Prison sentences for poachers caught red handed should be harsh and the fact that they were caught at the crime scene or with rhino horn etc should mean they` automatically receive the maximum sentence. Currently prosecutors need to produce DNA evidence linking the dead animal, the horn or ivory and the poacher to have any chance of success. The vast majority of poachers in Africa either get bail and abscond or got through the court process only to have the case thrown out because the DNA evidence is not there or contaminated. Again the men and woman on the ground do not have the resources or the required skills to obtain the evidence necessary.
The 3rd form of poaching 'Bush Meat' requires a totally different approach.
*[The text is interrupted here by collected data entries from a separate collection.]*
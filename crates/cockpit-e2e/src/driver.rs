//! PageDriver - abstract browser automation seam.
//!
//! Page objects talk to the browser only through [`PageDriver`], so the
//! same page object runs against a real Chromium (`ChromiumDriver`, feature
//! `browser`) or the in-memory [`MockDriver`].
//!
//! Queries degrade on a missing node (`None`, `0`, `false`). Interactions
//! (`click`, `send_keys`) on a missing node fail with
//! [`E2eError::ElementNotFound`].

use crate::locator::Locator;
use crate::result::{E2eError, E2eResult};
use async_trait::async_trait;
use std::collections::HashMap;
use std::sync::{Mutex, PoisonError};
use std::time::Instant;

/// Abstract driver trait for browser automation
#[async_trait]
pub trait PageDriver: Send + Sync {
    /// Navigate to URL
    async fn navigate(&self, url: &str) -> E2eResult<()>;

    /// Get current URL
    async fn current_url(&self) -> E2eResult<String>;

    /// Number of nodes matching the locator
    async fn count(&self, locator: &Locator) -> E2eResult<usize>;

    /// Read an attribute of the first matching node
    async fn attribute(&self, locator: &Locator, name: &str) -> E2eResult<Option<String>>;

    /// Read the rendered text of the first matching node
    async fn text(&self, locator: &Locator) -> E2eResult<Option<String>>;

    /// Whether the first matching node is rendered visibly
    async fn is_displayed(&self, locator: &Locator) -> E2eResult<bool>;

    /// Click the first matching node
    async fn click(&self, locator: &Locator) -> E2eResult<()>;

    /// Type text into the first matching node
    async fn send_keys(&self, locator: &Locator, text: &str) -> E2eResult<()>;

    /// Close the browser
    async fn close(&self) -> E2eResult<()>;

    /// Poll until the locator resolves to a displayed node
    async fn wait_for_displayed(&self, locator: &Locator) -> E2eResult<()> {
        let started = Instant::now();
        loop {
            if self.is_displayed(locator).await? {
                return Ok(());
            }
            if started.elapsed() >= locator.timeout() {
                return Err(E2eError::Timeout {
                    ms: locator.timeout().as_millis() as u64,
                });
            }
            tokio::time::sleep(locator.poll_interval()).await;
        }
    }

    /// Poll until nothing matches the locator
    async fn wait_for_absent(&self, locator: &Locator) -> E2eResult<()> {
        let started = Instant::now();
        loop {
            if self.count(locator).await? == 0 {
                return Ok(());
            }
            if started.elapsed() >= locator.timeout() {
                return Err(E2eError::Timeout {
                    ms: locator.timeout().as_millis() as u64,
                });
            }
            tokio::time::sleep(locator.poll_interval()).await;
        }
    }
}

/// A node in the [`MockDriver`] DOM
#[derive(Debug, Clone)]
pub struct MockElement {
    /// Attribute values by name
    pub attributes: HashMap<String, String>,
    /// Rendered text
    pub text: Option<String>,
    /// Whether the node is visible
    pub displayed: bool,
    /// Whether clicks and typing are accepted
    pub interactable: bool,
}

impl Default for MockElement {
    fn default() -> Self {
        Self {
            attributes: HashMap::new(),
            text: None,
            displayed: true,
            interactable: true,
        }
    }
}

impl MockElement {
    /// Create a visible, interactable element with no attributes
    #[must_use]
    pub fn new() -> Self {
        Self::default()
    }

    /// Set an attribute
    #[must_use]
    pub fn with_attribute(mut self, name: impl Into<String>, value: impl Into<String>) -> Self {
        let _ = self.attributes.insert(name.into(), value.into());
        self
    }

    /// Set the `class` attribute
    #[must_use]
    pub fn with_class(self, classes: impl Into<String>) -> Self {
        self.with_attribute("class", classes)
    }

    /// Set the rendered text
    #[must_use]
    pub fn with_text(mut self, text: impl Into<String>) -> Self {
        self.text = Some(text.into());
        self
    }

    /// Mark the element as not displayed
    #[must_use]
    pub const fn hidden(mut self) -> Self {
        self.displayed = false;
        self
    }

    /// Mark the element as rejecting interaction
    #[must_use]
    pub const fn disabled(mut self) -> Self {
        self.interactable = false;
        self
    }
}

#[derive(Debug, Default)]
struct MockState {
    current_url: String,
    elements: HashMap<String, MockElement>,
    call_history: Vec<String>,
}

/// Mock driver for unit testing
///
/// Elements are keyed by the exact CSS string a locator renders to.
#[derive(Debug, Default)]
pub struct MockDriver {
    state: Mutex<MockState>,
}

impl MockDriver {
    /// Create new mock driver
    #[must_use]
    pub fn new() -> Self {
        Self::default()
    }

    fn state(&self) -> std::sync::MutexGuard<'_, MockState> {
        self.state.lock().unwrap_or_else(PoisonError::into_inner)
    }

    /// Add or replace the element matched by `css`
    pub fn add_element(&self, css: impl Into<String>, element: MockElement) {
        let _ = self.state().elements.insert(css.into(), element);
    }

    /// Remove the element matched by `css`
    pub fn remove_element(&self, css: &str) {
        let _ = self.state().elements.remove(css);
    }

    /// Set an attribute on an existing element, returns false if absent
    pub fn set_attribute(&self, css: &str, name: &str, value: impl Into<String>) -> bool {
        match self.state().elements.get_mut(css) {
            Some(element) => {
                let _ = element.attributes.insert(name.to_string(), value.into());
                true
            }
            None => false,
        }
    }

    /// Get call history
    #[must_use]
    pub fn history(&self) -> Vec<String> {
        self.state().call_history.clone()
    }

    /// Check if method was called
    #[must_use]
    pub fn was_called(&self, method: &str) -> bool {
        self.state().call_history.iter().any(|c| c.starts_with(method))
    }

    fn lookup(&self, locator: &Locator) -> Option<MockElement> {
        self.state().elements.get(&locator.css()).cloned()
    }

    fn interact(&self, locator: &Locator, call: String) -> E2eResult<()> {
        let css = locator.css();
        let element = self
            .lookup(locator)
            .ok_or_else(|| E2eError::ElementNotFound {
                selector: css.clone(),
            })?;
        if !element.interactable {
            return Err(E2eError::InteractionFailed {
                selector: css,
                message: "element is not interactable".to_string(),
            });
        }
        self.state().call_history.push(call);
        Ok(())
    }
}

#[async_trait]
impl PageDriver for MockDriver {
    async fn navigate(&self, url: &str) -> E2eResult<()> {
        let mut state = self.state();
        state.call_history.push(format!("navigate:{url}"));
        state.current_url = url.to_string();
        Ok(())
    }

    async fn current_url(&self) -> E2eResult<String> {
        Ok(self.state().current_url.clone())
    }

    async fn count(&self, locator: &Locator) -> E2eResult<usize> {
        Ok(usize::from(self.lookup(locator).is_some()))
    }

    async fn attribute(&self, locator: &Locator, name: &str) -> E2eResult<Option<String>> {
        Ok(self
            .lookup(locator)
            .and_then(|e| e.attributes.get(name).cloned()))
    }

    async fn text(&self, locator: &Locator) -> E2eResult<Option<String>> {
        Ok(self.lookup(locator).and_then(|e| e.text))
    }

    async fn is_displayed(&self, locator: &Locator) -> E2eResult<bool> {
        Ok(self.lookup(locator).is_some_and(|e| e.displayed))
    }

    async fn click(&self, locator: &Locator) -> E2eResult<()> {
        self.interact(locator, format!("click:{}", locator.css()))
    }

    async fn send_keys(&self, locator: &Locator, text: &str) -> E2eResult<()> {
        self.interact(locator, format!("send_keys:{}:{text}", locator.css()))
    }

    async fn close(&self) -> E2eResult<()> {
        self.state().call_history.push("close".to_string());
        Ok(())
    }
}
This is more about people living below the poverty line who are desperate for a form of protein. The answer here is education, and increased tourism to create more jobs.Well managed reserves in Africa will still need to include culling (I can hear the shocked screams of all the tree huggers already). Humane culling to keep animal numbers at optimal levels benefits both the fauna and flora and ensures sustainable eco systems. The meat and products from these culls can be provide to the locals at minimum cost or free to help with their protein requirements.
Including and providing benefit to the local civilians is the only way to ensure the long term viability of Africa's wild life.
My views and opinions on anti poaching have never been popular, but I am not here to win a popularity contest. Hundreds of millions have been thrown at this problem with very little to show for it other than numerous charity managers with huge bank accounts, Thousands of 'Do Gooders' who have attended fancy expensive dinners and gala events, more to be seen to be doing and saying the the right thing, to make themselves feel better, rather than actually doing something and of course dont forget all of the government ministers both African and Western who have lined their pockets with donations given in good faith, instead of making sure it goes to where it is needed.